Published on

DS 4100 Day 1

Authors
  • avatar
    Name
    Jacob Aronoff
    Twitter

DS 4100 Data Collection, Integration, and Analysis

Course Website

Just like my CS 3500 posts, this series is for my data science class notes. This class is what most of my R tutorial posts have been for (I'm going to continue those until I finish the book). Here are the units:

  • Unit 1 - Essentials Concepts of Data Science
  • Unit 2 - Programming in R for Data Science
  • Unit 3 - Data Collection & Integration
  • Unit 4 - Data Storage
  • Unit 5 - Data Analytics
  • Unit 6 - Python Programming for Data Science
  • Unit 7 - Data Quality & Governance

So it seems like we start with R, and eventually get to Python. The first part is all about the concepts. The teacher calls it "plumbing" the stuff about collection and integration. Getting data from SO many different sources (Files, JSON, XML, Scraping, APIs). Then we go to data storage in SQL and NoSQL. Then we leave "plumbing" and do data analytics: descriptive analytics and predictive analytics :) :) :) :); data mining, machine learning, etc (REALLY COOL STUFF). Then we do visualization and communicating results leading into building analytics reports. Then a little Python programming and checking the quality of data. It also sounds like this is a job prep kind of class where at the end I'll be job ready for DS.

Module 1

This module is about the role of data scientists, the value of data, and the course structure

Data drives decision making in organizations. The product team needs information to satisfy customers. We're not going to be doing machine learning, this is going to be mainly human driven learning (we'll do a little bit AI.) Many people think that a computer generated answer is more true than a human, just because you built a predictive model doesn't mean that it's true. Algorithms may contain bias. Loans in the 1950s often had bias, in the 70's a company began collecting data about bank customers. This company then created the FICO credit score which is a number that predicts the likeliness that someone will pay back a loan. Colleges now use a similar system for accepting students. When you start building models like this, do the biases go away? Initially it looks like they do, but often times they actually don't. There is an ethical component to the work we do, whether you like it or not, biases can be inadvertantly built in to a model. Teacher recommends reading Weapons of math destruction, it's about a woman who realized how often her work was being misused and all the times there was inherent bias in her models.

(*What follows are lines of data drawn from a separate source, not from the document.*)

//! Wall background

use image::Rgba;
use wall_asset::is_hex_color;

/// What sits behind the icons
#[derive(Debug, Clone, PartialEq)]
pub enum Background {
    /// Flat colour painted straight into the canvas
    Color(Rgba<u8>),
    /// Image reference composited under the canvas at capture time
    Image(String),
}

impl Background {
    /// `#RRGGBB` becomes a colour, anything else an image reference
    pub fn parse(reference: &str) -> Self {
        match parse_hex_color(reference) {
            Some(color) => Self::Color(color),
            None => Self::Image(reference.to_string()),
        }
    }

    pub fn is_color(&self) -> bool {
        matches!(self, Self::Color(_))
    }

    /// Colour the live canvas is cleared to
    pub fn canvas_fill(&self) -> Rgba<u8> {
        match self {
            Self::Color(color) => *color,
            Self::Image(_) => Rgba([0, 0, 0, 0]),
        }
    }
}

impl Default for Background {
    fn default() -> Self {
        Self::Color(Rgba([255, 255, 255, 255]))
    }
}

/// Parse `#RRGGBB` into an opaque colour
pub fn parse_hex_color(value: &str) -> Option<Rgba<u8>> {
    if !is_hex_color(value) {
        return None;
    }
    let channel = |i: usize| u8::from_str_radix(&value[i..i + 2], 16).ok();
    Some(Rgba([channel(1)?, channel(3)?, channel(5)?, 255]))
}
/// Outcome of [`Scene::rearrange`]
#[derive(Debug, Clone, PartialEq, Eq)]
pub struct RearrangePlan {
    /// Schedule still holding batches, `None` if everything went in at once
    pub schedule: Option<u64>,
    /// Non-empty batch sizes in release order; the first is already placed
    pub batch_sizes: Vec<usize>,
}

impl RearrangePlan {
    pub fn total(&self) -> usize {
        self.batch_sizes.iter().sum()
    }
}

/// Result of one timer tick of a release schedule
#[derive(Debug, Clone, Copy, PartialEq, Eq)]
pub enum ReleaseTick {
    /// A batch went in; `remaining` batches are still pending
    Released { count: usize, remaining: usize },
    /// The schedule is no longer the active one
    Superseded,
}

impl ReleaseTick {
    /// Whether the timer driving this schedule should stop
    pub fn is_final(&self) -> bool {
        matches!(self, Self::Superseded | Self::Released { remaining: 0, .. })
    }
}

pub struct Scene {
    config: LayoutConfig,
    world: PhysicsWorld,
    registry: ItemRegistry,
    scheduler: BatchScheduler,
    interaction: InteractionController,
    boundaries: Vec<BodyHandle>,
    canvas: Canvas,
    background: Background,
    rng: StdRng,
    disposed: bool,
}
//! Render error types

use thiserror::Error;
use wall_asset::AssetError;

/// Rendering errors
#[derive(Debug, Error)]
pub enum RenderError {
    #[error("Encoding failed: {0}")]
    Encode(String),

    #[error("Screenshot composite failed for background '{reference}': {source}")]
    ScreenshotCompositeFailure {
        reference: String,
        #[source]
        source: AssetError,
    },
}

/// Result type for render operations
pub type Result<T> = std::result::Result<T, RenderError>;
//! Pointer interaction: drag, pick, context menu and scale dialog

use wall_physics::{BodyHandle, PhysicsWorld, Point};

#[derive(Debug, Clone, Copy, PartialEq, Eq)]
pub enum PointerButton {
    Primary,
    Secondary,
}

#[derive(Debug, Clone, Copy, PartialEq, Eq)]
pub enum PointerKind {
    Down(PointerButton),
    Move,
    Up(PointerButton),
}

/// Pointer event in canvas coordinates, with the screen position it came from
#[derive(Debug, Clone, Copy, PartialEq)]
pub struct PointerEvent {
    pub kind: PointerKind,
    pub position: Point,
    pub screen: Point,
}

impl PointerEvent {
    pub fn new(kind: PointerKind, position: Point) -> Self {
        Self {
            kind,
            position,
            screen: position,
        }
    }

    pub fn with_screen(mut self, screen: Point) -> Self {
        self.screen = screen;
        self
    }
}

/// Context menu scoped to one body
#[derive(Debug, Clone, PartialEq)]
pub struct ContextMenu {
    pub body: BodyHandle,
    /// Screen position of the opening gesture
    pub screen: Point,
}

#[derive(Debug, Clone, Copy, PartialEq, Eq)]
pub enum MenuAction {
    Rotate,
    Scale,
}

/// Pending scale input for one body
#[derive(Debug, Clone, PartialEq)]
pub struct ScaleEdit {
    pub body: BodyHandle,
    pub input: String,
}

pub const DEFAULT_SCALE_INPUT: &str = "1";

impl ScaleEdit {
    pub fn new(body: BodyHandle) -> Self {
        Self {
            body,
            input: DEFAULT_SCALE_INPUT.to_string(),
        }
    }

    /// Parsed input, `None` when it is not a number
    pub fn value(&self) -> Option<f32> {
        self.input.trim().parse::<f32>().ok().filter(|v| v.is_finite())
    }
}

/// Transient pointer state: at most one menu and one scale dialog
#[derive(Debug, Default)]
pub struct InteractionController {
    menu: Option<ContextMenu>,
    scale_edit: Option<ScaleEdit>,
}

impl InteractionController {
    pub fn new() -> Self {
        Self::default()
    }

    /// First non-static body whose bounds contain `point`
    pub fn pick(world: &PhysicsWorld, point: Point) -> Option<BodyHandle> {
        world.query().first_dynamic_at(point).map(|hit| hit.body)
    }

    /// Route a pointer event. Primary press dismisses the menu and grabs the
    /// body under the pointer; secondary press opens a menu on a hit body.
    pub fn handle_pointer(&mut self, world: &mut PhysicsWorld, event: PointerEvent) {
        match event.kind {
            PointerKind::Down(PointerButton::Primary) => {
                self.menu = None;
                if let Some(body) = Self::pick(world, event.position) {
                    if world.begin_drag(body, event.position).is_ok() {
                        log::trace!("Drag start on {:?}", body);
                    }
                }
            }
            PointerKind::Down(PointerButton::Secondary) => {
                if let Some(body) = Self::pick(world, event.position) {
                    self.menu = Some(ContextMenu {
                        body,
                        screen: event.screen,
                    });
                }
            }
            PointerKind::Move => world.drag_to(event.position),
            PointerKind::Up(PointerButton::Primary) => world.end_drag(),
            PointerKind::Up(PointerButton::Secondary) => {}
        }
    }

    pub fn menu(&self) -> Option<&ContextMenu> {
        self.menu.as_ref()
    }

    /// Close the menu, returning what it was scoped to
    pub fn take_menu(&mut self) -> Option<ContextMenu> {
        self.menu.take()
    }

    pub fn scale_edit(&self) -> Option<&ScaleEdit> {
        self.scale_edit.as_ref()
    }

    pub fn open_scale_edit(&mut self, body: BodyHandle) {
        self.scale_edit = Some(ScaleEdit::new(body));
    }

    pub fn set_scale_input(&mut self, input: impl Into<String>) {
        if let Some(edit) = &mut self.scale_edit {
            edit.input = input.into();
        }
    }

    pub fn close_scale_edit(&mut self) -> Option<ScaleEdit> {
        self.scale_edit.take()
    }

    /// Drop any state that points at `body`
    pub fn forget(&mut self, body: BodyHandle) {
        if self.menu.as_ref().is_some_and(|m| m.body == body) {
            self.menu = None;
        }
        if self.scale_edit.as_ref().is_some_and(|e| e.body == body) {
            self.scale_edit = None;
        }
    }

    pub fn reset(&mut self) {
        self.menu = None;
        self.scale_edit = None;
    }
}

#[cfg(test)]
mod tests {
    use super::*;
    use wall_physics::{BodyDesc, BodyShape, PhysicsConfig};

    fn world_with_box() -> (PhysicsWorld, BodyHandle) {
        let mut world = PhysicsWorld::new(PhysicsConfig::default().with_gravity(0.0, 0.0));
        let body = world
            .create_body(BodyDesc::dynamic(BodyShape::rectangle(40.0, 40.0)).with_position(50.0, 50.0))
            .unwrap();
        (world, body)
    }

    #[test]
    fn test_secondary_press_opens_menu_on_hit_only() {
        let (mut world, body) = world_with_box();
        let mut controller = InteractionController::new();

        let miss = PointerEvent::new(PointerKind::Down(PointerButton::Secondary), [300.0, 300.0]);
        controller.handle_pointer(&mut world, miss);
        assert!(controller.menu().is_none());

        let hit = PointerEvent::new(PointerKind::Down(PointerButton::Secondary), [50.0, 50.0])
            .with_screen([450.0, 250.0]);
        controller.handle_pointer(&mut world, hit);
        let menu = controller.menu().unwrap();
        assert_eq!(menu.body, body);
        assert_eq!(menu.screen, [450.0, 250.0]);

        let click = PointerEvent::new(PointerKind::Down(PointerButton::Primary), [500.0, 10.0]);
        controller.handle_pointer(&mut world, click);
        assert!(controller.menu().is_none());
    }

    #[test]
    fn test_primary_drag_grabs_and_releases() {
        let (mut world, body) = world_with_box();
        let mut controller = InteractionController::new();

        controller.handle_pointer(&mut world, PointerEvent::new(PointerKind::Down(PointerButton::Primary), [55.0, 45.0]));
        assert_eq!(world.dragged_body(), Some(body));

        controller.handle_pointer(&mut world, PointerEvent::new(PointerKind::Move, [90.0, 45.0]));
        controller.handle_pointer(&mut world, PointerEvent::new(PointerKind::Up(PointerButton::Primary), [90.0, 45.0]));
        assert_eq!(world.dragged_body(), None);
    }

    #[test]
    fn test_scale_input_parsing() {
        let (_, body) = world_with_box();
        let mut edit = ScaleEdit::new(body);
        assert_eq!(edit.value(), Some(1.0));
        edit.input = " 2.5 ".into();
        assert_eq!(edit.value(), Some(2.5));
        edit.input = "big".into();
        assert_eq!(edit.value(), None);
    }

    #[test]
    fn test_forget_drops_state_for_removed_body() {
        let (mut world, body) = world_with_box();
        let mut controller = InteractionController::new();
        controller.handle_pointer(
            &mut world,
            PointerEvent::new(PointerKind::Down(PointerButton::Secondary), [50.0, 50.0]),
        );
        controller.open_scale_edit(body);

        controller.forget(body);
        assert!(controller.menu().is_none());
        assert!(controller.scale_edit().is_none());
    }
}
//! # PDS Registry
//!
//! Search and retrieval API for the Planetary Data System registry.
//!
//! The request pipeline itself (content negotiation, version resolution,
//! constraint composition, query construction, response assembly) lives in
//! [`pds_registry_core`]. This crate wires it to a local JSON index, renders
//! payloads as JSON, XML or CSV, and serves them over HTTP and the CLI.
//!
//! ## Architecture
//!
//! ```text
//! ┌────────────┐   ┌──────────────────────┐   ┌─────────────┐
//! │ JSON index │──▶│ TimeoutBackend        │──▶│  Registry   │
//! │  (file)    │   │ (InMemoryBackend)     │   │  pipeline   │
//! └────────────┘   └──────────────────────┘   └──────┬──────┘
//!                                                     │
//!                                ┌────────────────────┤
//!                                ▼                    ▼
//!                          ┌──────────┐         ┌──────────┐
//!                          │   CLI    │         │   HTTP   │
//!                          └──────────┘         └──────────┘
//! ```
//!
//! ## Modules
//!
//! | Module | Purpose |
//! |--------|---------|
//! | [`config`] | TOML configuration parsing |
//! | [`index`] | Index loading and the timeout wrapper |
//! | [`render`] | JSON / XML / CSV bodies |
//! | [`server`] | HTTP server |
//! | [`search`] | `search` command |
//! | [`get`] | `get` command |
//! | [`formats`] | `formats` command |
//! | [`logging`] | Tracing subscriber setup |

pub mod config;
pub mod formats;
pub mod get;
pub mod index;
pub mod logging;
pub mod render;
pub mod search;
pub mod server;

The role of the Data Scientist

DS turn data into actionable information. A lot of data science work is to clean up data. 80-90% of data looks like crap. How do you know data types if they aren't there? How can you make inferences such that you have better information. I.E. how do you determine the gender based off of a first name? A possible project later in the semester is to participate in a data challenge an example of a challenge.

Data Repositories

Data is stored in TONS of ways:

  • CSV
  • XML
  • JSON
  • MySQL
  • Oracle
  • SQL Server
  • JavaDB
  • CouchDB
  • Mongo
  • Hadoop
  • Redis
  • Cassandra
  • HTML
  • Some bad human formats

A lot of time is grabbing data from tons of sources and integrating it with others.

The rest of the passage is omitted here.